В сущности, воевода думал про себя, что как бы хорошо вышло, ежели бы бунтовщики порешили его воеводшу, а он остался бы вдовцом. Время бурное, и все может быть. Прямо он этого не высказывал, но про себя согрешил, подумал. И жаль воеводшу, пожалуй, и хорошо бы пожить на своей полной воле. Воеводша приехала совершенно неожиданно ночью, когда ее никто не ждал. Колымага прилетела к городским воротам на всех рысях, спасаясь от погони. Ударили тревогу, и всполошился весь город. Оказалось, что колымагу остановили пять вершников еще на Калмыцком броду, чуть не в виду Прокопьевского монастыря. Первый, кто заглянул в колымагу, был Терешка-писчик. Дарья Никитична вся обмерла со страху, ожидая неминучей смерти, но Терешка ограничился только тем, что обыскал ее и забрал кошелек да разную ценную рухлядь.
— Терешка, побойся ты бога, — взмолилась воеводша.
— Это вы побойтесь теперь бога-то, а мы достаточно его боялись, — с холопскою наглостью ответил Терешка. — Поклончик воеводе… Скоро увидимся, и то я уж соскучился.
Из других вершников [Вершник – верховой.] напугал воеводшу рослый молодой детина в бараньей шапке с красным верхом. Он, видимо, был за начальника. Заглянув в кибитку, молодец схватил уже воеводшу за руку, но Терешка его остановил:
— Оставь, Тимошка… Старуха добрая, и воевода по ней соскучился. Пусть порадуется, што старушка благополучно доехала.
По всем приметам, это был Тимошка Белоус, тот самый беломестный казак [Беломестный казак – так называли свободных людей из крестьян в XVIII в., которые несли гарнизонную службу на южной границе Урала. За это они получали во владение пахотную землю, сенокосные угодья и были освобождены от податей.], который сидел за дубинщину в усторожской судной избе и потом бежал. О нем уже ходили слухи, что он пристал к мятежникам и даже «атаманит».
— Посмеялись они над нелюбимою женою, — жаловалась воеводша. — Ну, да бог их простит… Чужой человек и обидит, так не обидно, а та обида, которая в своем дому.

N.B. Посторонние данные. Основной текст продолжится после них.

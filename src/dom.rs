use std::collections::{BTreeMap, BTreeSet};

use scraper::{ElementRef, Html};

/// The slice of a document the widget needs: id lookup, markup injection
/// and class toggling.
pub trait Document {
    fn contains(&self, id: &str) -> bool;

    /// Replaces the element's content. Returns `false` when `id` is unknown.
    fn set_inner_html(&mut self, id: &str, html: &str) -> bool;

    fn inner_html(&self, id: &str) -> Option<&str>;

    /// `force` behaves like `DOMTokenList.toggle`: `None` flips, `Some(on)` sets.
    /// Returns whether the class is present afterwards, or `None` for an unknown id.
    fn toggle_class(&mut self, id: &str, class: &str, force: Option<bool>) -> Option<bool>;

    fn has_class(&self, id: &str, class: &str) -> bool;
}

#[derive(Debug, Clone, PartialEq, Eq, Default)]
struct MemoryElement {
    parent: Option<String>,
    classes: BTreeSet<String>,
    inner_html: String,
}

/// Document kept in memory. Elements carrying an `id` inside injected
/// markup become addressable, and disappear when their parent's content is
/// replaced again.
#[derive(Debug, Clone, PartialEq, Eq, Default)]
pub struct MemoryDocument {
    elements: BTreeMap<String, MemoryElement>,
}

impl MemoryDocument {
    pub fn new() -> Self {
        Self::default()
    }

    pub fn insert_element(&mut self, id: &str, parent: Option<&str>, classes: &[&str]) {
        self.elements.insert(
            id.to_owned(),
            MemoryElement {
                parent: parent.map(str::to_owned),
                classes: classes.iter().map(|class| (*class).to_owned()).collect(),
                inner_html: String::new(),
            },
        );
    }

    pub fn with_element(mut self, id: &str, parent: Option<&str>, classes: &[&str]) -> Self {
        self.insert_element(id, parent, classes);
        self
    }

    fn remove_descendants(&mut self, id: &str) {
        let children = self
            .elements
            .iter()
            .filter(|(_, element)| element.parent.as_deref() == Some(id))
            .map(|(child_id, _)| child_id.clone())
            .collect::<Vec<_>>();
        for child_id in children {
            self.remove_descendants(&child_id);
            self.elements.remove(&child_id);
        }
    }
}

impl Document for MemoryDocument {
    fn contains(&self, id: &str) -> bool {
        self.elements.contains_key(id)
    }

    fn set_inner_html(&mut self, id: &str, html: &str) -> bool {
        let Some(element) = self.elements.get_mut(id) else {
            return false;
        };
        element.inner_html = html.to_owned();
        self.remove_descendants(id);

        let fragment = Html::parse_fragment(html);
        for node in fragment.root_element().descendants() {
            let Some(child) = ElementRef::wrap(node) else {
                continue;
            };
            let Some(child_id) = child.value().id() else {
                continue;
            };
            // Nested ids are flattened under the injection target.
            self.elements.insert(
                child_id.to_owned(),
                MemoryElement {
                    parent: Some(id.to_owned()),
                    classes: child.value().classes().map(str::to_owned).collect(),
                    inner_html: child.inner_html(),
                },
            );
        }
        true
    }

    fn inner_html(&self, id: &str) -> Option<&str> {
        self.elements
            .get(id)
            .map(|element| element.inner_html.as_str())
    }

    fn toggle_class(&mut self, id: &str, class: &str, force: Option<bool>) -> Option<bool> {
        let element = self.elements.get_mut(id)?;
        let present = force.unwrap_or(!element.classes.contains(class));
        if present {
            element.classes.insert(class.to_owned());
        } else {
            element.classes.remove(class);
        }
        Some(present)
    }

    fn has_class(&self, id: &str, class: &str) -> bool {
        self.elements
            .get(id)
            .is_some_and(|element| element.classes.contains(class))
    }
}
use std::fs;
use std::path::PathBuf;

use civic_profile::config::WidgetSettings;
use civic_profile::profile::{LoadOutcome, ProfileLoadError, ProfileLoader, ProfileSource};
use civic_profile::render::ViewOptions;
use civic_profile::role::{DEFAULT_ROLE_STORAGE_KEY, RoleKey};
use civic_profile::server::serve_with_listener;
use civic_profile::test_support::{SAMPLE_PROFILES_JSON, remove_dir_if_exists, temp_path};
use reqwest::StatusCode;
use tokio::net::TcpListener;
use tokio::task::JoinHandle;

struct RunningServer {
    task: JoinHandle<()>,
    base_url: String,
    data_dir: PathBuf,
}

impl Drop for RunningServer {
    fn drop(&mut self) {
        self.task.abort();
        remove_dir_if_exists(&self.data_dir);
    }
}

fn settings_for(source: ProfileSource) -> WidgetSettings {
    let view = ViewOptions::default();
    WidgetSettings {
        profile_source: source,
        role_storage_path: temp_path("transport-storage").join("local_storage.json"),
        role_storage_key: DEFAULT_ROLE_STORAGE_KEY.to_owned(),
        exposed_roles: view.exposed_roles,
        placeholder_icon: view.placeholder_icon,
    }
}

async fn start_server(document: Option<&str>) -> Option<RunningServer> {
    let data_dir = temp_path("transport-data");
    fs::create_dir_all(&data_dir).expect("data dir should be creatable");
    let data_path = data_dir.join("profiles.json");
    if let Some(document) = document {
        fs::write(&data_path, document).expect("profile document should be writable");
    }

    let server = start_server_with(
        settings_for(ProfileSource::File(data_path)),
        data_dir.clone(),
    )
    .await;
    if server.is_none() {
        remove_dir_if_exists(&data_dir);
    }
    server
}

async fn start_server_with(settings: WidgetSettings, data_dir: PathBuf) -> Option<RunningServer> {
    let listener = match TcpListener::bind("127.0.0.1:0").await {
        Ok(listener) => listener,
        Err(error) if error.kind() == std::io::ErrorKind::PermissionDenied => return None,
        Err(error) => panic!("ephemeral port should be available for bind: {error}"),
    };
    let addr = listener
        .local_addr()
        .expect("ephemeral listener should have local address");

    let task = tokio::spawn(async move {
        let _ = serve_with_listener(listener, &settings).await;
    });

    Some(RunningServer {
        task,
        base_url: format!("http://{addr}"),
        data_dir,
    })
}

fn http_loader(url: &str) -> ProfileLoader {
    let source: ProfileSource = url.parse().expect("URL source should parse");
    ProfileLoader::new(source)
}

#[tokio::test]
async fn http_loader_fetches_served_document() {
    let Some(server) = start_server(Some(SAMPLE_PROFILES_JSON)).await else {
        eprintln!("skipping: local TCP bind is not permitted in this environment");
        return;
    };

    let outcome = http_loader(&format!("{}/profiles.json", server.base_url))
        .load()
        .await;
    let store = match outcome {
        LoadOutcome::Loaded(store) => store,
        other => panic!("expected loaded outcome, got {other:?}"),
    };
    assert_eq!(store.len(), 2);
    let citizen = store
        .record_for(&RoleKey::from("citizen"))
        .expect("citizen record");
    assert_eq!(citizen.name.as_deref(), Some("Alex"));
}

#[tokio::test]
async fn http_loader_reports_status_failures() {
    let Some(server) = start_server(None).await else {
        eprintln!("skipping: local TCP bind is not permitted in this environment");
        return;
    };

    let missing_route = http_loader(&format!("{}/nope.json", server.base_url))
        .load()
        .await;
    assert!(matches!(
        missing_route,
        LoadOutcome::Failed(ProfileLoadError::HttpStatus { status, .. }) if status == StatusCode::NOT_FOUND
    ));

    // The server has no document to serve.
    let unavailable = http_loader(&format!("{}/profiles.json", server.base_url))
        .load()
        .await;
    assert!(matches!(
        unavailable,
        LoadOutcome::Failed(ProfileLoadError::HttpStatus { status, .. }) if status == StatusCode::BAD_GATEWAY
    ));
}

#[tokio::test]
async fn unreachable_host_is_a_transport_failure() {
    let outcome = http_loader("http://127.0.0.1:9/profiles.json").load().await;
    assert!(matches!(
        outcome,
        LoadOutcome::Failed(ProfileLoadError::Transport(_))
    ));
}

#[tokio::test]
async fn widget_fragments_follow_requested_role() {
    let Some(server) = start_server(Some(SAMPLE_PROFILES_JSON)).await else {
        eprintln!("skipping: local TCP bind is not permitted in this environment");
        return;
    };
    let client = reqwest::Client::new();

    let health = client
        .get(format!("{}/health", server.base_url))
        .send()
        .await
        .expect("health request should complete");
    assert_eq!(health.status(), StatusCode::OK);

    let popup = client
        .get(format!("{}/widget/popup", server.base_url))
        .send()
        .await
        .expect("popup request should complete")
        .text()
        .await
        .expect("popup body should be text");
    assert!(popup.contains(r#"id="login-citizen""#));

    let summary = client
        .get(format!("{}/widget/summary?role=citizen", server.base_url))
        .send()
        .await
        .expect("summary request should complete")
        .text()
        .await
        .expect("summary body should be text");
    assert!(summary.contains(r#"src="/a.png""#));

    let unknown = client
        .get(format!("{}/widget/popup?role=retired", server.base_url))
        .send()
        .await
        .expect("popup request should complete")
        .text()
        .await
        .expect("popup body should be text");
    assert!(unknown.contains("logout-btn"));
    assert!(unknown.contains("bg-yellow-100"));
}

#[tokio::test]
async fn remote_source_document_is_not_proxied() {
    let source = "http://127.0.0.1:9/profiles.json"
        .parse::<ProfileSource>()
        .expect("URL source should parse");
    let data_dir = temp_path("transport-remote");
    let Some(server) = start_server_with(settings_for(source), data_dir).await else {
        eprintln!("skipping: local TCP bind is not permitted in this environment");
        return;
    };

    let response = reqwest::get(format!("{}/profiles.json", server.base_url))
        .await
        .expect("profiles request should complete");
    assert_eq!(response.status(), StatusCode::NOT_FOUND);
    let body = response.text().await.expect("error body should be text");
    assert!(body.contains("remote data source"));

    let popup = reqwest::get(format!("{}/widget/popup", server.base_url))
        .await
        .expect("popup request should complete")
        .text()
        .await
        .expect("popup body should be text");
    assert!(popup.contains(r#"id="login-citizen""#));
}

Воеводша встретилась с мужем, как и следует жене: вида никакого не подала, что сердится или обижена. Воевода порядком струхнул и немного совестился. Оба вместе думали одно и то же: напущена беда со стороны. Старуха обошла свои покои вместе с игуменом Моисеем и попросила окропить их святою водою, чтоб и духу от недавней нечисти не осталось. А потом, как ни в чем не бывало, стала рассказывать привезенные новости. Воровские люди уже завладели Баламутским заводом, контору сожгли вместе со всеми бумагами, господский дом разграбили, а на фабрике стали лить чугунные ядра да пушки. На медном руднике затопили все шахты и освободили колодников, а приказчиков перебили. Народ ходит пьяный. Приставов и уставщиков перевязали и мучат всякими муками.

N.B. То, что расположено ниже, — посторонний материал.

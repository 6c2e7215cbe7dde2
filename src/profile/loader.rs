use std::fmt::{Display, Formatter};
use std::path::PathBuf;
use std::str::FromStr;

use anyhow::{Context, Result, ensure};
use reqwest::{StatusCode, Url};
use tracing::{debug, info, warn};

use super::ProfileStore;

/// Where the profile document lives.
#[derive(Debug, Clone, PartialEq, Eq)]
pub enum ProfileSource {
    Http(Url),
    File(PathBuf),
}

impl Display for ProfileSource {
    fn fmt(&self, f: &mut Formatter<'_>) -> std::fmt::Result {
        match self {
            Self::Http(url) => write!(f, "{url}"),
            Self::File(path) => write!(f, "{}", path.display()),
        }
    }
}

impl FromStr for ProfileSource {
    type Err = anyhow::Error;

    fn from_str(value: &str) -> Result<Self> {
        let value = value.trim();
        ensure!(!value.is_empty(), "profile data source cannot be empty");

        let lowered = value.to_ascii_lowercase();
        if lowered.starts_with("http://") || lowered.starts_with("https://") {
            let url = Url::parse(value)
                .with_context(|| format!("invalid profile data URL `{value}`"))?;
            return Ok(Self::Http(url));
        }

        Ok(Self::File(PathBuf::from(value)))
    }
}

#[derive(Debug, thiserror::Error)]
pub enum ProfileLoadError {
    #[error("HTTP request failed: {0}")]
    Transport(#[from] reqwest::Error),

    #[error("profile source `{url}` returned HTTP {status}")]
    HttpStatus { url: Url, status: StatusCode },

    #[error("failed to read profile file `{path}`: {source}")]
    Read {
        path: PathBuf,
        #[source]
        source: std::io::Error,
    },

    #[error("malformed profile document: {0}")]
    Malformed(#[from] serde_json::Error),
}

/// Result of one profile fetch. Failures are values so callers can observe
/// them without the widget ever raising.
#[derive(Debug)]
pub enum LoadOutcome {
    Loaded(ProfileStore),
    Failed(ProfileLoadError),
}

impl LoadOutcome {
    /// Interprets a raw response body the same way a fetched one is.
    pub fn from_payload(raw: &str) -> Self {
        match ProfileStore::from_json_str(raw) {
            Ok(store) => Self::Loaded(store),
            Err(error) => Self::Failed(error.into()),
        }
    }

    pub fn is_loaded(&self) -> bool {
        matches!(self, Self::Loaded(_))
    }

    pub fn label(&self) -> &'static str {
        match self {
            Self::Loaded(_) => "loaded",
            Self::Failed(_) => "failed",
        }
    }
}

#[derive(Debug, Clone)]
pub struct ProfileLoader {
    http_client: reqwest::Client,
    source: ProfileSource,
}

impl ProfileLoader {
    pub fn new(source: ProfileSource) -> Self {
        Self {
            http_client: reqwest::Client::new(),
            source,
        }
    }

    /// Fetches the whole document once. No retry and no timeout.
    pub async fn load(&self) -> LoadOutcome {
        match self.fetch().await {
            Ok(store) => {
                info!(source = %self.source, roles = store.len(), "profile document loaded");
                LoadOutcome::Loaded(store)
            }
            Err(error) => {
                warn!(source = %self.source, error = %error, "profile document unavailable");
                LoadOutcome::Failed(error)
            }
        }
    }

    async fn fetch(&self) -> Result<ProfileStore, ProfileLoadError> {
        let raw = match &self.source {
            ProfileSource::Http(url) => self.fetch_http(url).await?,
            ProfileSource::File(path) => {
                debug!(path = %path.display(), "reading profile document");
                tokio::fs::read_to_string(path)
                    .await
                    .map_err(|source| ProfileLoadError::Read {
                        path: path.clone(),
                        source,
                    })?
            }
        };

        Ok(ProfileStore::from_json_str(&raw)?)
    }

    async fn fetch_http(&self, url: &Url) -> Result<String, ProfileLoadError> {
        debug!(url = %url, "requesting profile document");
        let response = self.http_client.get(url.clone()).send().await?;
        let status = response.status();
        if !status.is_success() {
            return Err(ProfileLoadError::HttpStatus {
                url: url.clone(),
                status,
            });
        }

        Ok(response.text().await?)
    }
}

#[cfg(test)]
mod tests {
    use std::fs;

    use crate::role::RoleKey;
    use crate::test_support::{SAMPLE_PROFILES_JSON, remove_dir_if_exists, temp_path};

    use super::*;

    #[test]
    fn source_parses_urls_and_paths() {
        let http = "https://example.com/data/profiles.json"
            .parse::<ProfileSource>()
            .expect("URL source should parse");
        assert!(matches!(http, ProfileSource::Http(_)));

        let file = " data/profiles.json "
            .parse::<ProfileSource>()
            .expect("path source should parse");
        assert_eq!(
            file,
            ProfileSource::File(PathBuf::from("data/profiles.json"))
        );

        assert!("   ".parse::<ProfileSource>().is_err());
        assert!("http://".parse::<ProfileSource>().is_err());
    }

    #[test]
    fn payload_outcome_reports_malformed_documents() {
        assert!(LoadOutcome::from_payload(SAMPLE_PROFILES_JSON).is_loaded());

        let outcome = LoadOutcome::from_payload("{not json");
        assert_eq!(outcome.label(), "failed");
        assert!(matches!(
            outcome,
            LoadOutcome::Failed(ProfileLoadError::Malformed(_))
        ));
    }

    #[tokio::test]
    async fn file_source_loads_the_whole_document() {
        let dir = temp_path("loader-file");
        fs::create_dir_all(&dir).expect("temp dir should be creatable");
        let path = dir.join("profiles.json");
        fs::write(&path, SAMPLE_PROFILES_JSON).expect("fixture should be writable");

        let outcome = ProfileLoader::new(ProfileSource::File(path)).load().await;
        let LoadOutcome::Loaded(store) = outcome else {
            panic!("expected loaded outcome");
        };
        assert_eq!(store.len(), 2);
        assert!(store.record_for(&RoleKey::from("citizen")).is_some());

        remove_dir_if_exists(&dir);
    }

    #[tokio::test]
    async fn missing_file_is_a_failed_outcome() {
        let path = temp_path("loader-missing").join("profiles.json");
        let outcome = ProfileLoader::new(ProfileSource::File(path)).load().await;
        assert!(matches!(
            outcome,
            LoadOutcome::Failed(ProfileLoadError::Read { .. })
        ));
    }
}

— Похваляются Прокопьевский монастырь взять, — рассказывала воеводша, покачивая головой. — На монастырскую казну зарятся… А потом, говорят, и Усторожью несдобровать.
— А про дьячка Арефу не слыхать? — полюбопытствовал Гарусов.
— Как же, пали слухи и про него… Он теперь у них в чести и подметные письма пишет. Как-то прибегала в обитель дьячиха-то и рекой разливалась… Убивается старуха вот как. Охоньку в затвор посадили… Косу ей первым делом мать Досифея обрезала. Без косы-то уж ей деваться будет некуда. Ночью ее привезли, и никто не знает. Ох, срамота и говорить-то… В первый же день хотела она удавиться, ну, из петли вынули, а потом стала голодом себя морить. Насильно теперь кормят… Оборотень какой-то, а не девка.